Post to stay open

Despite struggle to retain membership


The Mansell L. Phillips American Legion Post 509 is going to continue to keep its doors open despite struggling to recruit members to its group.

The post in West Liberty had talked about closing for a couple of years, Commander Ken Riley said. Recently, the decision was made to stay open.

“I didn’t want to close while the Lehman boys were still alive because they’ve been in the Legion for 75 years,” Riley said. “I just think it would be disrespectful to them – my personal opinion.”

Walt is 97 and Bob is 95 or 96, he added.

The Legion Post in West Liberty has three members that have been members for 75 years. The Lehman brothers and Karl Gertz.

When Riley first joined 30 years ago there were 150 members, now there are 48, he said.

“Nobody wants to step up and take over,” Riley said. “We need new members bad.”

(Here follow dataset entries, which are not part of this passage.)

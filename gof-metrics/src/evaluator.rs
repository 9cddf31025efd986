use gof_core::{AnalysisSettings, CoreError, DistributionSpec, Result};
use serde::{Deserialize, Serialize};

use crate::model::TheoreticalModel;

/// Chart-ready curve: one label per evaluated point.
#[derive(Debug, Clone, Serialize, Deserialize, PartialEq)]
pub struct DistributionCurve {
    pub labels: Vec<String>,
    pub values: Vec<f64>,
}

impl DistributionCurve {
    pub fn len(&self) -> usize {
        self.values.len()
    }

    pub fn is_empty(&self) -> bool {
        self.values.is_empty()
    }

    pub fn total_mass(&self) -> f64 {
        self.values.iter().sum()
    }
}

#[derive(Debug, Clone)]
pub struct DistributionEvaluator {
    pub normal_points: usize,
    pub poisson_min_k: u64,
    pub max_points: usize,
}

impl DistributionEvaluator {
    pub fn new(settings: &AnalysisSettings) -> Self {
        Self {
            normal_points: settings.normal_curve_points,
            poisson_min_k: settings.poisson_curve_min_k,
            max_points: settings.max_curve_points,
        }
    }

    pub fn evaluate(&self, spec: &DistributionSpec) -> Result<DistributionCurve> {
        let model = TheoreticalModel::new(spec)?;
        let curve = match *spec {
            DistributionSpec::Poisson { lambda } => self.poisson_curve(&model, lambda)?,
            DistributionSpec::Normal { mean, std_dev } => self.normal_curve(&model, mean, std_dev),
        };

        tracing::debug!(
            distribution = %spec.kind(),
            points = curve.len(),
            "Evaluated distribution curve"
        );
        Ok(curve)
    }

    /// Largest k plotted for a Poisson curve; wide enough to show the right tail.
    pub fn poisson_max_k(&self, lambda: f64) -> u64 {
        let tail = ((3.0 * lambda).ceil() as u64).saturating_add(2);
        self.poisson_min_k.max(tail)
    }

    fn poisson_curve(&self, model: &TheoreticalModel, lambda: f64) -> Result<DistributionCurve> {
        let max_k = self.poisson_max_k(lambda);
        if max_k >= self.max_points as u64 {
            return Err(CoreError::invalid_parameter(
                "Poisson",
                format!("lambda {} needs more than {} points to chart", lambda, self.max_points),
            ));
        }

        let (labels, values) = (0..=max_k)
            .map(|k| (k.to_string(), model.density(k as f64)))
            .unzip();
        Ok(DistributionCurve { labels, values })
    }

    fn normal_curve(&self, model: &TheoreticalModel, mean: f64, std_dev: f64) -> DistributionCurve {
        let min_x = mean - 4.0 * std_dev;
        let max_x = mean + 4.0 * std_dev;
        let intervals = (self.normal_points.max(2) - 1) as f64;

        let (labels, values) = (0..self.normal_points.max(2))
            .map(|i| {
                let x = min_x + (max_x - min_x) * i as f64 / intervals;
                (format!("{:.2}", x), model.density(x))
            })
            .unzip();
        DistributionCurve { labels, values }
    }
}

impl Default for DistributionEvaluator {
    fn default() -> Self {
        Self::new(&AnalysisSettings::default())
    }
}
pub mod distribution;
pub mod series;
pub mod result;
pub mod settings;

pub use distribution::*;
pub use series::*;
pub use result::*;
pub use settings::*;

Age is the primary factor for membership decreasing, Riley said. He also said younger veterans also have children now involved in school activities and sports, which takes up most of a parent’s time nowadays.

The American Legion in West Liberty goes to veteran’s funerals as a color guard to honor the veteran for their service and walks in local parades, Riley said. There are also Son’s of the American Legion and the Auxiliary connected to the local Legion post.

Besides himself as commander, Mike Calvin is the adjutant, vice-commander Alan Beaver and treasurer Doug Calvin, he said. They help Riley with day-to-day items such as collecting dues, sending out due reminders, building expenses and Avenue of the Flags which are put out on Memorial Day.

Riley understands his Post isn’t the only one struggling to gain and keep membership. He said when state commanders came down last year to speak to them about staying open they mentioned it’s happening across the state.

Anyone who has been in the service and honorably discharged can be in the American Legion, Riley said.

“They opened that up last year I believe but it was an act of Congress,” he added. “People aren’t joining because they’re mad at the government for not letting them in when they served. Even though it was wartime, they’re resentful. They’re hurt.”

This wasn’t the Legion’s fault but the government’s, Riley added.

Veterans should join the American Legion to carry on the values of the American Flag, Riley said.

“It’s what they fought for,” he said. “Democracy.”

If interested, they meet the second Wednesday of each month at 6 p.m., Riley added.